White, whose residence was in New York City, served as president of Michigan Limestone and Chemical Company when he filed Articles of Association in the Presque Isle County Clerk's office at Rogers City making the company official on May 26, 1910. The Calcite port and quarry plant started operations in June 1910 and maintained offices in New York City and Rogers City. Hindshaw was the first general manager and was paid $3,500 per year. He was replaced in October by Joseph Jenkins of Alpena, Michigan, who was paid $3,000 a year. Carl D. Bradley of Chicago replaced Jenkins on October 12, 1911.

Bradley managed the construction of the limestone processing factory, which included a powerhouse, stone crusher, screen-house, conveyor power distribution system, a harbor with loading slip, ship loader, repair shop, and executive office building. Steam shovels were purchased for use in mining, and steam locomotives and dump cars were used to move the stone from the quarry to the crusher. A steam locomotive was purchased to haul the limestone from the quarry.

There was a 14 mi spur track built by the company that led into the Calcite operations from the Detroit & Mackinac Railroad main line just west of Posen, Michigan. Production at the quarry began in early 1912 and the first cargoes of stone were shipped by steamer freighters in June of that year. The company received orders for limestone that far exceeded the most optimistic expectations.
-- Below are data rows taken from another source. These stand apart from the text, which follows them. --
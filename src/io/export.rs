//! Export per-row predictions to CSV and chosen models to JSON.
//!
//! The CSV export is meant to be easy to consume in spreadsheets or
//! downstream scripts, and `popfit plot` reads it back to re-render the
//! diagnostic plots without re-running the pipeline.

use std::fs::File;
use std::io::Write;
use std::path::Path;

use crate::domain::ModelFile;
use crate::error::AppError;
use crate::report::PredictionPoint;

/// Write held-out predictions to a CSV file.
pub fn write_predictions_csv(path: &Path, points: &[PredictionPoint]) -> Result<(), AppError> {
    let mut file = File::create(path).map_err(|e| {
        AppError::data_load(format!(
            "Failed to create predictions CSV '{}': {e}",
            path.display()
        ))
    })?;

    writeln!(file, "predicted,actual,residual")
        .map_err(|e| AppError::data_load(format!("Failed to write predictions header: {e}")))?;

    for p in points {
        writeln!(file, "{:.6},{:.6},{:.6}", p.predicted, p.actual, p.residual)
            .map_err(|e| AppError::data_load(format!("Failed to write predictions row: {e}")))?;
    }

    Ok(())
}

/// Read a predictions CSV produced by [`write_predictions_csv`].
pub fn read_predictions_csv(path: &Path) -> Result<Vec<PredictionPoint>, AppError> {
    let file = File::open(path).map_err(|e| {
        AppError::data_load(format!(
            "Failed to open predictions CSV '{}': {e}",
            path.display()
        ))
    })?;

    let mut reader = csv::ReaderBuilder::new()
        .trim(csv::Trim::All)
        .from_reader(file);

    let headers = reader
        .headers()
        .map_err(|e| AppError::data_load(format!("Failed to read predictions headers: {e}")))?
        .clone();
    for (idx, expected) in ["predicted", "actual", "residual"].iter().enumerate() {
        if headers.get(idx).map(str::trim) != Some(*expected) {
            return Err(AppError::data_load(format!(
                "'{}' is not a predictions CSV (expected `{expected}` in column {idx}).",
                path.display()
            )));
        }
    }

    let mut points = Vec::new();
    for (i, result) in reader.records().enumerate() {
        let record =
            result.map_err(|e| AppError::data_load(format!("CSV parse error: {e}")))?;
        let parse = |idx: usize| -> Result<f64, AppError> {
            record
                .get(idx)
                .and_then(|s| s.trim().parse::<f64>().ok())
                .ok_or_else(|| {
                    AppError::data_load(format!("Invalid value on predictions row {}.", i + 2))
                })
        };
        points.push(PredictionPoint {
            predicted: parse(0)?,
            actual: parse(1)?,
            residual: parse(2)?,
        });
    }

    Ok(points)
}

/// Write the chosen model (parameters + accuracy + run metadata) to JSON.
pub fn write_model_json(path: &Path, model_file: &ModelFile) -> Result<(), AppError> {
    let file = File::create(path).map_err(|e| {
        AppError::data_load(format!(
            "Failed to create model JSON '{}': {e}",
            path.display()
        ))
    })?;

    serde_json::to_writer_pretty(file, model_file)
        .map_err(|e| AppError::data_load(format!("Failed to write model JSON: {e}")))?;

    Ok(())
}
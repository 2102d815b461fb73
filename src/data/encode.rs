//! Column encoding: declared schema -> numeric table.
//!
//! The selector and fitter only ever see numeric matrices, so all semantic
//! column types are resolved here, once:
//!
//! - numeric columns pass through
//! - booleans become a single 0/1 column
//! - categoricals are one-hot expanded, dropping the first observed level as
//!   the baseline (the intercept absorbs it, keeping the design full-rank)

use crate::data::table::DataTable;
use crate::error::AppError;

/// An unencoded column paired with its declared kind.
#[derive(Debug, Clone)]
pub enum RawColumn {
    Numeric { name: String, values: Vec<f64> },
    Boolean { name: String, values: Vec<bool> },
    Categorical { name: String, values: Vec<String> },
}

/// Encode a set of raw columns into a numeric `DataTable`.
///
/// Dummy columns are named `{column}_{level}` and appear in first-observed
/// level order, which keeps the encoding deterministic for a given input.
pub fn encode_columns(raw: Vec<RawColumn>) -> Result<DataTable, AppError> {
    let mut out: Vec<(String, Vec<f64>)> = Vec::new();

    for col in raw {
        match col {
            RawColumn::Numeric { name, values } => out.push((name, values)),
            RawColumn::Boolean { name, values } => {
                let encoded = values.iter().map(|&b| if b { 1.0 } else { 0.0 }).collect();
                out.push((name, encoded));
            }
            RawColumn::Categorical { name, values } => {
                for (dummy_name, dummy) in one_hot(&name, &values) {
                    out.push((dummy_name, dummy));
                }
            }
        }
    }

    DataTable::from_columns(out)
}

/// One-hot expansion with the first observed level dropped.
///
/// A single-level column expands to nothing (it carries no information beyond
/// the intercept).
fn one_hot(name: &str, values: &[String]) -> Vec<(String, Vec<f64>)> {
    let mut levels: Vec<&str> = Vec::new();
    for v in values {
        if !levels.contains(&v.as_str()) {
            levels.push(v);
        }
    }

    levels
        .iter()
        .skip(1)
        .map(|level| {
            let dummy = values
                .iter()
                .map(|v| if v == level { 1.0 } else { 0.0 })
                .collect();
            (format!("{name}_{level}"), dummy)
        })
        .collect()
}

#[cfg(test)]
mod tests {
    use super::*;

    #[test]
    fn numeric_and_boolean_pass_through() {
        let table = encode_columns(vec![
            RawColumn::Numeric {
                name: "tempo".to_string(),
                values: vec![120.0, 90.0],
            },
            RawColumn::Boolean {
                name: "explicit".to_string(),
                values: vec![true, false],
            },
        ])
        .unwrap();

        assert_eq!(table.column("tempo").unwrap(), &[120.0, 90.0]);
        assert_eq!(table.column("explicit").unwrap(), &[1.0, 0.0]);
    }

    #[test]
    fn one_hot_drops_first_level() {
        let values: Vec<String> = ["4", "3", "4", "5"].iter().map(|s| s.to_string()).collect();
        let table = encode_columns(vec![RawColumn::Categorical {
            name: "time_signature".to_string(),
            values,
        }])
        .unwrap();

        // Levels observed: 4 (baseline, dropped), 3, 5.
        assert!(!table.has_column("time_signature_4"));
        assert_eq!(table.column("time_signature_3").unwrap(), &[0.0, 1.0, 0.0, 0.0]);
        assert_eq!(table.column("time_signature_5").unwrap(), &[0.0, 0.0, 0.0, 1.0]);
        assert_eq!(table.n_cols(), 2);
    }

    #[test]
    fn dummies_sum_to_at_most_one_per_row() {
        let values: Vec<String> = ["0", "7", "2", "7", "0"].iter().map(|s| s.to_string()).collect();
        let table = encode_columns(vec![RawColumn::Categorical {
            name: "key".to_string(),
            values,
        }])
        .unwrap();

        for row in 0..table.n_rows() {
            let sum: f64 = table
                .column_names()
                .iter()
                .map(|n| table.column(n).unwrap()[row])
                .sum();
            assert!(sum <= 1.0);
        }
    }

    #[test]
    fn single_level_column_encodes_to_nothing() {
        let values: Vec<String> = vec!["4".to_string(); 3];
        let table = encode_columns(vec![RawColumn::Categorical {
            name: "time_signature".to_string(),
            values,
        }])
        .unwrap();
        assert_eq!(table.n_cols(), 0);
    }
}
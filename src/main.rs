use std::process::ExitCode;

fn main() -> ExitCode {
    match popfit::app::run() {
        Ok(()) => ExitCode::SUCCESS,
        Err(err) => {
            eprintln!("{err}");
            ExitCode::from(err.exit_code())
        }
    }
}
Most of the stone mined at the Rogers City quarry was shipped on lake freighters to steel mills located along the lower Great Lakes at places like Detroit, Cleveland, Gary, and South Chicago. For most of the plant's history, its biggest customer was United States Steel (also known as U.S. Steel), the world's largest producer of steel products. Eventually, additional markets were found for the limestone in the agricultural, construction, chemical, and cement industries. The Rogers City area continued to develop and grow as the Calcite plant facilities grew. Within 20 years, the quarry at Rogers was the world's largest producer of limestone.

===U.S. Steel===
United States Steel Corporation was the first customer of the company. White and his partners were in contact with potential major consumers of limestone even before the company was officially formed. They were in negotiations with several steel companies and other companies that used quantities of limestone and concluded that if they built a massive quarry they would have potential consumers immediately. US Steel signed a contract within months of when the company was officially formed and a year before limestone was actually produced. Iroquois Iron Company of Chicago signed a contract with Michigan Limestone for the purchase of 50,000 tons of limestone. The limestone company was created, at least in part, with the idea that there was a waiting market for their product.

US Steel later purchased a controlling interest in Michigan Limestone in 1920 when the company was producing 1,000 tons of crushed limestone a day.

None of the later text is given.